What you are asked to do ▸ Write out exactly the lines of the entries below from the one holding "Rarity-weighted equipment vendor." to the one holding "use crate::player::Wallet;", inclusive, and leave out all other lines.

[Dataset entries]
>>>>

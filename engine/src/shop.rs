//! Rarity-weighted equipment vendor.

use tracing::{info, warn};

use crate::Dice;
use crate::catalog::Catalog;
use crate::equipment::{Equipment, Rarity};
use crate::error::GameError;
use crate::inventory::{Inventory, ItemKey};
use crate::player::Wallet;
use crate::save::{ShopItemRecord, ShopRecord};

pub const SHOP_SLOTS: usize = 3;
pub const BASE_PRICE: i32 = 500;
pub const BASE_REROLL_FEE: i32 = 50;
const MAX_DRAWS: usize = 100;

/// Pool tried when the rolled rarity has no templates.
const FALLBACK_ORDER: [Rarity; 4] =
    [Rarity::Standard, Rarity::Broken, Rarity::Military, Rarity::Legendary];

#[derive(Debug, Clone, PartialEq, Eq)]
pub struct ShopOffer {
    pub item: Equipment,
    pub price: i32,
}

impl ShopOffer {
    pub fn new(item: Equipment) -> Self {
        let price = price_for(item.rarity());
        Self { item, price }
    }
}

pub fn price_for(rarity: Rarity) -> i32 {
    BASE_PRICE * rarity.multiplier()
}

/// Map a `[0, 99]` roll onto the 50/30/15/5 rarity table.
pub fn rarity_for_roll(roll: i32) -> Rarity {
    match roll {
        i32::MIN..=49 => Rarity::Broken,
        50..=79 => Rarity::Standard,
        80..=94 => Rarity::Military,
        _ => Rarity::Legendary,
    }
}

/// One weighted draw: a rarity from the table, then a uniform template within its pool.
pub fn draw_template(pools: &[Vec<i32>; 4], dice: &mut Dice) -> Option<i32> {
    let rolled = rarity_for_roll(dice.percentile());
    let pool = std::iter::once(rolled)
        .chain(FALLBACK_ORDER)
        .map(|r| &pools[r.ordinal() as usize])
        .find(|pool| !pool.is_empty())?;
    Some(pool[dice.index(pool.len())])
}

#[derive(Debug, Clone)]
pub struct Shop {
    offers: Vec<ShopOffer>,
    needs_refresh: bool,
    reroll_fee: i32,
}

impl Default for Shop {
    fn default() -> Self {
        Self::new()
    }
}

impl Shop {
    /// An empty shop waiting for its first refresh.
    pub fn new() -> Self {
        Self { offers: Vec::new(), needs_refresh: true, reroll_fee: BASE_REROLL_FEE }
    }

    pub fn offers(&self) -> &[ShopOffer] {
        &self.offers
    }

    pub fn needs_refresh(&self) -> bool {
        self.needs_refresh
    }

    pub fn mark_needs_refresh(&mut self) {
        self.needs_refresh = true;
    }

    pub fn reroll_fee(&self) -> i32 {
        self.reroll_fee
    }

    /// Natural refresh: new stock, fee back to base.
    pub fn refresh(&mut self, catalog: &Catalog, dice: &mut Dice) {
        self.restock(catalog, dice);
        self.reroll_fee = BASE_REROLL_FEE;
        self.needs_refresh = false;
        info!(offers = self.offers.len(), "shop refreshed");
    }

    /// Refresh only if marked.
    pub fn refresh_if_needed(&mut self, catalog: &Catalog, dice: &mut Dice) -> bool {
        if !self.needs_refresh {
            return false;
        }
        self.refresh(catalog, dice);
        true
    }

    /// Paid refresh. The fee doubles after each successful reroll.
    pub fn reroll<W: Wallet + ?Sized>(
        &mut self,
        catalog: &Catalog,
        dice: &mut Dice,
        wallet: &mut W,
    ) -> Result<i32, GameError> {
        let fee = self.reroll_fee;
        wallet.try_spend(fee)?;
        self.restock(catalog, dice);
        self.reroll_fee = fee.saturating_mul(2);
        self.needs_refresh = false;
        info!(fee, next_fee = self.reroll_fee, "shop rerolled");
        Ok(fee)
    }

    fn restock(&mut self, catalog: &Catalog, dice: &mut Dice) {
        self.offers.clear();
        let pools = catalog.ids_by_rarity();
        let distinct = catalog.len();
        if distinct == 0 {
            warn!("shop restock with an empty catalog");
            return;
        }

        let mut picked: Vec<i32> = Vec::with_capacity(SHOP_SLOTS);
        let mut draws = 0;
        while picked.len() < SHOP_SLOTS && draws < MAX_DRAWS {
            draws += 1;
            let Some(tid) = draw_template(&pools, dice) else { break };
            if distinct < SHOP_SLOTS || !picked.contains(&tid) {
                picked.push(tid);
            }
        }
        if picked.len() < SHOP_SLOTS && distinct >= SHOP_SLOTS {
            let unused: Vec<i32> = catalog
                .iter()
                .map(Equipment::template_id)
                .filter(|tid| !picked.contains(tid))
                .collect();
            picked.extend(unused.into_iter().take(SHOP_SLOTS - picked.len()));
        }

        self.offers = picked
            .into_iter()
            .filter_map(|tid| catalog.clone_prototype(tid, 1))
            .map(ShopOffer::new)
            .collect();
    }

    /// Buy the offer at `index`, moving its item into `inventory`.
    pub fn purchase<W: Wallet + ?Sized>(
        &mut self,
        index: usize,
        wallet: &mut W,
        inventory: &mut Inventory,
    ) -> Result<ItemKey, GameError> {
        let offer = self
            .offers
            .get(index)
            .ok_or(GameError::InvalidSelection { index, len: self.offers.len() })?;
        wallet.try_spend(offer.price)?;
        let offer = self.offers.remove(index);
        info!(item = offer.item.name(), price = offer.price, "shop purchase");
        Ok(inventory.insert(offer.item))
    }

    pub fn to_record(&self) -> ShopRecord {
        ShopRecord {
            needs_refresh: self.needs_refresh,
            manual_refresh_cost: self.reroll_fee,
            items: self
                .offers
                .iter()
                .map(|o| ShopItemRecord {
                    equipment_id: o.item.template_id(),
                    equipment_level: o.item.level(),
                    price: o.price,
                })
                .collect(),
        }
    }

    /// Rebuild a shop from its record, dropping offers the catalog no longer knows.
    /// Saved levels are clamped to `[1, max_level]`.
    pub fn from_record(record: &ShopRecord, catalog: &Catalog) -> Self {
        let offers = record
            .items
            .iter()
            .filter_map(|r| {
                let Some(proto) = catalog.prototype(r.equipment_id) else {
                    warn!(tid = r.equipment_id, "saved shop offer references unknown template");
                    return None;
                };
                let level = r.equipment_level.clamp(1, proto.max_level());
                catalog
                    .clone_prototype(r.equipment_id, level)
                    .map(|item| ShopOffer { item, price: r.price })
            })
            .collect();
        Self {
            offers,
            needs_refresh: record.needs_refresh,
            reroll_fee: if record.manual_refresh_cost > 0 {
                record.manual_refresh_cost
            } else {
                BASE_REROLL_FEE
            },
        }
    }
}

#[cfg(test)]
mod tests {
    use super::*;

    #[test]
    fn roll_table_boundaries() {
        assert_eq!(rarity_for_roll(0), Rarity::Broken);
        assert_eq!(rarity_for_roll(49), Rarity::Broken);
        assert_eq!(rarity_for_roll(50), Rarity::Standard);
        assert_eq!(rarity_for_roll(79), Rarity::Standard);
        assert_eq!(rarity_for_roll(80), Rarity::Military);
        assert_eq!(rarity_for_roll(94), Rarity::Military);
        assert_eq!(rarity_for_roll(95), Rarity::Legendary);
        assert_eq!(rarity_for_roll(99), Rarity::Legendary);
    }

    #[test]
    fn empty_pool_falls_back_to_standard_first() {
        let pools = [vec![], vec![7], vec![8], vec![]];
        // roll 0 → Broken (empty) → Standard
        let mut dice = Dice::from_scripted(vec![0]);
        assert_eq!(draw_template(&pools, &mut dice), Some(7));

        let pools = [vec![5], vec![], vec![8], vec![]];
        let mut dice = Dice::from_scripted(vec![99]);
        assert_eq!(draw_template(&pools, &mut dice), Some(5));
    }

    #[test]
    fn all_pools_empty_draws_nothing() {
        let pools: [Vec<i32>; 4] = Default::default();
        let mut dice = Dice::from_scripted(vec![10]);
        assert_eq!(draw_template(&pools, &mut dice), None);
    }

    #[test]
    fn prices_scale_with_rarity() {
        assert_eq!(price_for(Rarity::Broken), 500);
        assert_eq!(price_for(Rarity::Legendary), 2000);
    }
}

<<<<

Result for this exercise ▸
//! Rarity-weighted equipment vendor.

use tracing::{info, warn};

use crate::Dice;
use crate::catalog::Catalog;
use crate::equipment::{Equipment, Rarity};
use crate::error::GameError;
use crate::inventory::{Inventory, ItemKey};
use crate::player::Wallet;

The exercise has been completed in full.